-- Information follows --
//! Session flow integration tests.
//!
//! Drives the full client (repository, managers, scheduler, recordings)
//! through the real HTTP transport against `FakeBackend`.

// Test code is allowed to use expect/unwrap for assertions
#![allow(
    clippy::unwrap_used,
    clippy::expect_used,
    clippy::indexing_slicing,
    clippy::panic
)]

use anyhow::Result;
use common::types::{MeetingId, SessionId};
use liveclass_client::models::{ParticipantRole, Recording};
use liveclass_client::participants::AddOutcome;
use liveclass_client::recordings::{ArchiveDestination, FeedState, Playback};
use liveclass_client::scheduler::MeetingState;
use liveclass_client::{ClientConfig, ClientError, LiveClassClient};
use liveclass_test_utils::FakeBackend;
use std::time::Duration;
use tokio_util::sync::CancellationToken;

// ============================================================================
// Test Helpers
// ============================================================================

async fn setup() -> Result<(FakeBackend, LiveClassClient)> {
    let backend = FakeBackend::spawn().await?;
    let client = LiveClassClient::connect(&ClientConfig::new(backend.url()))?;
    Ok((backend, client))
}

fn recording(file_id: &str, file_type: &str) -> Recording {
    Recording {
        meeting_id: MeetingId::from("m-1"),
        file_id: Some(file_id.to_string()),
        file_type: file_type.to_string(),
        recording_start: Some("2025-03-01T10:00:05Z".to_string()),
        recording_end: Some("2025-03-01T10:58:00Z".to_string()),
        download_url: None,
        stream_url: None,
    }
}

// ============================================================================
// End-to-end
// ============================================================================

#[tokio::test]
async fn test_create_schedule_invite_and_archive() -> Result<()> {
    let (_backend, client) = setup().await?;
    let cancel = CancellationToken::new();

    let session = client.repository.create("Algebra 101", None).await?;
    assert_eq!(session.title, "Algebra 101");

    let meeting = client
        .scheduler
        .schedule(&session.id, Some("2025-03-01T10:00:00Z"))
        .await?;
    assert_eq!(
        client.scheduler.state(&session.id),
        MeetingState::Scheduled(meeting.clone())
    );

    let outcome = client
        .participants
        .add_participants(&session.id, "a@x.com,b@y.com", ParticipantRole::Student)
        .await?;
    assert_eq!(outcome.participants().len(), 2);

    let streams = client
        .recordings
        .list_streamable(&session.id, &cancel)
        .await?;
    assert!(streams.is_empty());

    let report = client
        .recordings
        .archive(&session.id, ArchiveDestination::RemoteStorage)
        .await?;
    assert!(report.items.is_empty());

    let loaded = client.repository.load(&session.id, &cancel).await?;
    let emails: Vec<_> = loaded.participants.iter().map(|p| p.email.as_str()).collect();
    assert_eq!(emails, vec!["a@x.com", "b@y.com"]);
    assert_eq!(loaded.meetings, vec![meeting]);
    Ok(())
}

#[tokio::test]
async fn test_remove_then_list_excludes_session() -> Result<()> {
    let (_backend, client) = setup().await?;
    let cancel = CancellationToken::new();
    let keep = client.repository.create("Geometry", None).await?;
    let gone = client
        .repository
        .create("Algebra 101", Some("Linear equations"))
        .await?;

    client.repository.remove(&gone.id).await?;
    let listed = client.repository.list(&cancel).await?;

    assert!(listed.iter().all(|s| s.id != gone.id));
    assert_eq!(listed.len(), 1);
    assert_eq!(listed[0].id, keep.id);
    Ok(())
}

#[tokio::test]
async fn test_blank_title_never_reaches_backend() -> Result<()> {
    let (backend, client) = setup().await?;

    let result = client.repository.create("  ", None).await;

    assert!(matches!(result, Err(ClientError::Validation(_))));
    assert_eq!(backend.api().call_count().await, 0);
    Ok(())
}

#[tokio::test]
async fn test_empty_email_input_never_reaches_backend() -> Result<()> {
    let (backend, client) = setup().await?;
    let session = client.repository.create("Algebra 101", None).await?;
    let before = backend.api().call_count().await;

    let outcome = client
        .participants
        .add_participants(&session.id, " ,, ", ParticipantRole::Student)
        .await?;

    assert_eq!(outcome, AddOutcome::Nothing);
    assert_eq!(backend.api().call_count().await, before);
    Ok(())
}

// ============================================================================
// Error surfacing
// ============================================================================

#[tokio::test]
async fn test_unknown_session_surfaces_not_found() -> Result<()> {
    let (_backend, client) = setup().await?;

    let err = client
        .repository
        .load(&SessionId::from("missing"), &CancellationToken::new())
        .await
        .unwrap_err();

    assert!(matches!(err, ClientError::NotFound(_)));
    assert_eq!(err.user_message(), r#"404: {"detail":"Session not found"}"#);
    Ok(())
}

#[tokio::test]
async fn test_backend_failure_leaves_cache_intact() -> Result<()> {
    let (backend, client) = setup().await?;
    let session = client.repository.create("Algebra 101", None).await?;
    client
        .participants
        .add_participants(&session.id, "a@x.com", ParticipantRole::Student)
        .await?;
    let before = client.repository.get(&session.id).unwrap();

    backend
        .api()
        .fail_next(ClientError::Transport {
            status: Some(500),
            body: "Zoom API unavailable".to_string(),
        })
        .await;
    let err = client
        .scheduler
        .schedule(&session.id, Some("2025-03-01T10:00:00Z"))
        .await
        .unwrap_err();

    assert_eq!(
        err.user_message(),
        r#"500: {"detail":"Zoom API unavailable"}"#
    );
    assert_eq!(client.repository.get(&session.id).unwrap(), before);
    Ok(())
}

// ============================================================================
// Concurrency
// ============================================================================

#[tokio::test]
async fn test_stale_load_does_not_reintroduce_removed_participant() -> Result<()> {
    let (backend, client) = setup().await?;
    let cancel = CancellationToken::new();
    let session = client.repository.create("Algebra 101", None).await?;
    let added = client
        .participants
        .add_participants(&session.id, "a@x.com,b@y.com", ParticipantRole::Student)
        .await?;
    let removed = added.participants()[0].id.clone();
    client.repository.load(&session.id, &cancel).await?;

    backend.api().hold_loads();
    let slow_load = {
        let repository = client.repository.clone();
        let id = session.id.clone();
        tokio::spawn(async move { repository.load(&id, &CancellationToken::new()).await })
    };
    backend.api().wait_for_held_loads(1).await;

    client
        .participants
        .remove_participant(&session.id, &removed)
        .await?;
    backend.api().release_loads();
    slow_load.await??;

    let cached = client.repository.get(&session.id).unwrap();
    assert!(cached.participants.iter().all(|p| p.id != removed));
    assert_eq!(cached.participants.len(), 1);
    Ok(())
}

#[tokio::test]
async fn test_cancelled_fetch_is_aborted() -> Result<()> {
    let (backend, client) = setup().await?;
    let session = client.repository.create("Algebra 101", None).await?;
    let cancel = CancellationToken::new();

    backend.api().hold_loads();
    let pending = {
        let repository = client.repository.clone();
        let id = session.id.clone();
        let cancel = cancel.clone();
        tokio::spawn(async move { repository.load(&id, &cancel).await })
    };
    backend.api().wait_for_held_loads(1).await;
    cancel.cancel();

    assert_eq!(pending.await?, Err(ClientError::Aborted));
    backend.api().release_loads();
    Ok(())
}

// ============================================================================
// Scheduling and recordings
// ============================================================================

#[tokio::test]
async fn test_reschedule_keeps_meeting_and_signals_listing() -> Result<()> {
    let (_backend, client) = setup().await?;
    let cancel = CancellationToken::new();
    let session = client.repository.create("Algebra 101", None).await?;
    let mut refresh = client.scheduler.subscribe();

    let first = client
        .scheduler
        .schedule(&session.id, Some("2025-03-01T10:00:00Z"))
        .await?;
    let moved = client
        .scheduler
        .reschedule(&session.id, &first.id, Some("2025-03-08T10:00:00Z"))
        .await?;

    assert_eq!(moved.id, first.id);
    assert_eq!(moved.scheduled_for, "2025-03-08T10:00:00Z");
    assert_eq!(refresh.changed().await, Some(2));

    let listed = client
        .scheduler
        .refresh_meetings(&session.id, &cancel)
        .await?;
    assert_eq!(listed, vec![moved]);
    Ok(())
}

#[tokio::test]
async fn test_overlapping_schedules_keep_one_meeting() -> Result<()> {
    let (backend, client) = setup().await?;
    let session = client.repository.create("Algebra 101", None).await?;

    let (first, second) = tokio::join!(
        client
            .scheduler
            .schedule(&session.id, Some("2025-03-01T10:00:00Z")),
        client
            .scheduler
            .schedule(&session.id, Some("2025-03-02T10:00:00Z"))
    );

    let meeting = first?;
    assert!(matches!(second, Err(ClientError::Validation(_))));
    let calls = backend.api().calls().await;
    assert_eq!(calls, vec!["create_session", "create_meeting"]);
    assert_eq!(client.repository.get(&session.id).unwrap().meetings, vec![meeting]);
    assert!(client.repository.pending(&session.id).is_empty());
    Ok(())
}

#[tokio::test]
async fn test_recordings_are_classified_and_archived_locally() -> Result<()> {
    let (backend, client) = setup().await?;
    let cancel = CancellationToken::new();
    let session = client.repository.create("Algebra 101", None).await?;
    backend
        .api()
        .seed_recordings(
            &session.id,
            vec![
                recording("f-1", "MP4"),
                recording("f-2", "M4A"),
                recording("f-3", "PDF"),
            ],
        )
        .await;

    let streams = client
        .recordings
        .list_streamable(&session.id, &cancel)
        .await?;
    let playback: Vec<_> = streams.iter().map(|r| r.playback).collect();
    assert_eq!(
        playback,
        vec![
            Playback::Video("video/mp4"),
            Playback::Audio("audio/mp4"),
            Playback::Download
        ]
    );

    let report = client
        .recordings
        .archive(&session.id, ArchiveDestination::LocalDisk)
        .await?;
    assert_eq!(report.count(), 3);

    let listing = client
        .recordings
        .list_downloadable(&session.id, &cancel)
        .await?;
    assert_eq!(listing.recordings.len(), 3);
    assert!(listing.archived_blobs.is_empty());
    Ok(())
}

#[tokio::test]
async fn test_streaming_feed_over_http() -> Result<()> {
    let (backend, client) = setup().await?;
    let session = client.repository.create("Algebra 101", None).await?;
    backend
        .api()
        .seed_recordings(&session.id, vec![recording("f-1", "MP4")])
        .await;
    let feed = client.streaming_feed();
    let mut states = feed.subscribe();

    let generation = feed.request(session.id.clone());
    let state = tokio::time::timeout(
        Duration::from_secs(5),
        states.wait_for(|s| matches!(s, FeedState::Ready(_))),
    )
    .await??
    .clone();

    let FeedState::Ready(snapshot) = state else {
        panic!("expected ready state");
    };
    assert_eq!(snapshot.generation, generation);
    assert_eq!(snapshot.recordings.len(), 1);
    assert!(snapshot.recordings[0].recording.stream_url.is_some());
    Ok(())
}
-- Information concluded --
What is required -
The expected answer is every line above in which the word "time" appears.

Expected output -
use std::time::Duration;
    let state = tokio::time::timeout(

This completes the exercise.